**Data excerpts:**
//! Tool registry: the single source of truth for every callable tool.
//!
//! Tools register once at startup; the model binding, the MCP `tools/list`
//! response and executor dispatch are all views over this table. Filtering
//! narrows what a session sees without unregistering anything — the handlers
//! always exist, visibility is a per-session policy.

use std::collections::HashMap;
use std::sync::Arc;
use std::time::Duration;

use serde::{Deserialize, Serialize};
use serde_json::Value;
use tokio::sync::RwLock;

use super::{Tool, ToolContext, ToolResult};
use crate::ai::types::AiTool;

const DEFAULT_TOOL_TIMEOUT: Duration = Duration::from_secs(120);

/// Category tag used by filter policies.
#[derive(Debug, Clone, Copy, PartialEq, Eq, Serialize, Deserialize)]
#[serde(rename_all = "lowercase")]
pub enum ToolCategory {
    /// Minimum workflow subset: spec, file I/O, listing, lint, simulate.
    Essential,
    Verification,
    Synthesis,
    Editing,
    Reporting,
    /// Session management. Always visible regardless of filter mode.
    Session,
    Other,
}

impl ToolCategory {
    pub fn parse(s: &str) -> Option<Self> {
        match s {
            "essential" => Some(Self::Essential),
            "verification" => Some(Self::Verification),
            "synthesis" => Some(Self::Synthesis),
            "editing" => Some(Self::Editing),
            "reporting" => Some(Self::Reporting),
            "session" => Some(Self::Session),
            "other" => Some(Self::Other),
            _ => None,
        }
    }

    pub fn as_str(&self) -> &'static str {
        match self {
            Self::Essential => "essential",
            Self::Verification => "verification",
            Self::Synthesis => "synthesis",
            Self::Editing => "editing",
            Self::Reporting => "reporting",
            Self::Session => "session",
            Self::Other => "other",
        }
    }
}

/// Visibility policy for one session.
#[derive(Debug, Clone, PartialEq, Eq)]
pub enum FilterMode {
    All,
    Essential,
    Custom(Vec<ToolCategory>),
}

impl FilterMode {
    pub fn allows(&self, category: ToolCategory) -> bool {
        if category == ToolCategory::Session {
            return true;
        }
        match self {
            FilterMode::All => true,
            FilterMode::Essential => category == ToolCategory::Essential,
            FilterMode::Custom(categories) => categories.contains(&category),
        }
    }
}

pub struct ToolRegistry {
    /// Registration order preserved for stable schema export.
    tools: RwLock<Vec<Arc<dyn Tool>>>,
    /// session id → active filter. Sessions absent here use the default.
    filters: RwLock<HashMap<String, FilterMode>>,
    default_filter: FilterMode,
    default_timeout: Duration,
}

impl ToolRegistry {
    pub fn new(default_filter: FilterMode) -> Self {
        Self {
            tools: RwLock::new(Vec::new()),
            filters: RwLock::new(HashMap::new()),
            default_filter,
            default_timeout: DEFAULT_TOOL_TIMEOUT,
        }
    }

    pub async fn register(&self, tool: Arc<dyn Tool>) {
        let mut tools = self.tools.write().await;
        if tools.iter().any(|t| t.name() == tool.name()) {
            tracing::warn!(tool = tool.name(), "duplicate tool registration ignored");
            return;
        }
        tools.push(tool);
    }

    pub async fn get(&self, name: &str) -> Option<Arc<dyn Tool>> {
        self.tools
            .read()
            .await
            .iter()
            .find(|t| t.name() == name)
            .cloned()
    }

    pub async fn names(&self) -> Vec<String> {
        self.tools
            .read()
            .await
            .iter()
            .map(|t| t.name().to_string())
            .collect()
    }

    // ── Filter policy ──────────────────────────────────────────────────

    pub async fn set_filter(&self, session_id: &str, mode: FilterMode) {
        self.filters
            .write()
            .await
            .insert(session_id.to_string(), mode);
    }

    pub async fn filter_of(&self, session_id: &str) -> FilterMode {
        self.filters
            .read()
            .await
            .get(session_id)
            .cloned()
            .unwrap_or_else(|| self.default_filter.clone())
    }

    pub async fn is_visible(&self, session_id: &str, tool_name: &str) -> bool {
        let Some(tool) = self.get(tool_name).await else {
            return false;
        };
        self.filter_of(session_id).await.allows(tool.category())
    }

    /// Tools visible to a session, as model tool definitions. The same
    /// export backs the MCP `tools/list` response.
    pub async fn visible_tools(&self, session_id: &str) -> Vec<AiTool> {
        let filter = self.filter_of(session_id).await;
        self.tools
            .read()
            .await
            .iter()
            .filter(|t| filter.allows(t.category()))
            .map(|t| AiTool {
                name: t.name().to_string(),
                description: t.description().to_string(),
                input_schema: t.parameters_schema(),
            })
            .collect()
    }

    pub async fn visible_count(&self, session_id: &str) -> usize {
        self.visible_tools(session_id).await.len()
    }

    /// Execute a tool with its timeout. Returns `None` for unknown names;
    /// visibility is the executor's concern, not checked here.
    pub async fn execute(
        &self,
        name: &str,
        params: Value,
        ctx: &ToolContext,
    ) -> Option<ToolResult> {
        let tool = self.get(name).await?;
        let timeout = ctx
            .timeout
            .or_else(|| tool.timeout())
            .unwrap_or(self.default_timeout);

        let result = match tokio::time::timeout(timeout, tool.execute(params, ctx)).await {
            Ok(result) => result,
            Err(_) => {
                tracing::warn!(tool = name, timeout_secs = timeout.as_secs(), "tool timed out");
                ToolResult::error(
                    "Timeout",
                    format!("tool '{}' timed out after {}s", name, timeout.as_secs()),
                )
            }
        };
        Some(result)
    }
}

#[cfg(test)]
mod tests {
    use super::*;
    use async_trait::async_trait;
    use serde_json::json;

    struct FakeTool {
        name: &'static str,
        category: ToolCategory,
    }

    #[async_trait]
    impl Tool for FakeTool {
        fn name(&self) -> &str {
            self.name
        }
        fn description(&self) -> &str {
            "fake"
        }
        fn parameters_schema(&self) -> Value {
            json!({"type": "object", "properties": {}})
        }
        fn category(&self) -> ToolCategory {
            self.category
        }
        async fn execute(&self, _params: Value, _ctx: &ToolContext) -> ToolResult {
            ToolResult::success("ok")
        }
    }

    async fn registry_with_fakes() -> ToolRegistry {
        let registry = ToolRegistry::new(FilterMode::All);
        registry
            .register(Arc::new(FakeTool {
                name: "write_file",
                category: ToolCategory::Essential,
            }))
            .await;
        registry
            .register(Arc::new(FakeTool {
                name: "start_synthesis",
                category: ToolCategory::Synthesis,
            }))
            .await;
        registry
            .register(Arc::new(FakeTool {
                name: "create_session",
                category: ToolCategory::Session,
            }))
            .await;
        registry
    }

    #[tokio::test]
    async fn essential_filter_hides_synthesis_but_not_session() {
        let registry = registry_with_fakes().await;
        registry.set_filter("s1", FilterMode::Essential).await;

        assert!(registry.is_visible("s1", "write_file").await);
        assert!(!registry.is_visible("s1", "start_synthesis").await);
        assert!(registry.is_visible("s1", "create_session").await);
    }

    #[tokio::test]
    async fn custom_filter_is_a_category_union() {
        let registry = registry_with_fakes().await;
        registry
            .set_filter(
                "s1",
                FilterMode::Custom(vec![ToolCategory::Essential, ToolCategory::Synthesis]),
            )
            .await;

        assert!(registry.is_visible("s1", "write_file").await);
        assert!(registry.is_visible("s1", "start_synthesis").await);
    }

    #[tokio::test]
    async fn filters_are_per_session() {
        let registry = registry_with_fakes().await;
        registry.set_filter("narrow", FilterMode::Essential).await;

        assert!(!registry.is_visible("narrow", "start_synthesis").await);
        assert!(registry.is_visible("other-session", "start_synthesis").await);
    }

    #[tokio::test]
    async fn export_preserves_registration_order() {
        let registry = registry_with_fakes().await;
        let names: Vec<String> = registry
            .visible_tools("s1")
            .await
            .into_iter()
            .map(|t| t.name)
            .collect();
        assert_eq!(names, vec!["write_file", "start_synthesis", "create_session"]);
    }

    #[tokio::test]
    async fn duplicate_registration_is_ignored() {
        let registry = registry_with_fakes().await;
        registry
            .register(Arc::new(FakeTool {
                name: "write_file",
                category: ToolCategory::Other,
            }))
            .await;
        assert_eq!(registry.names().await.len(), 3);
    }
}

**PROBLEM:** Count every line in the data where the string "ToolRegistry" occurs. Give nothing except the number.

**WRITTEN SOLUTION:** 4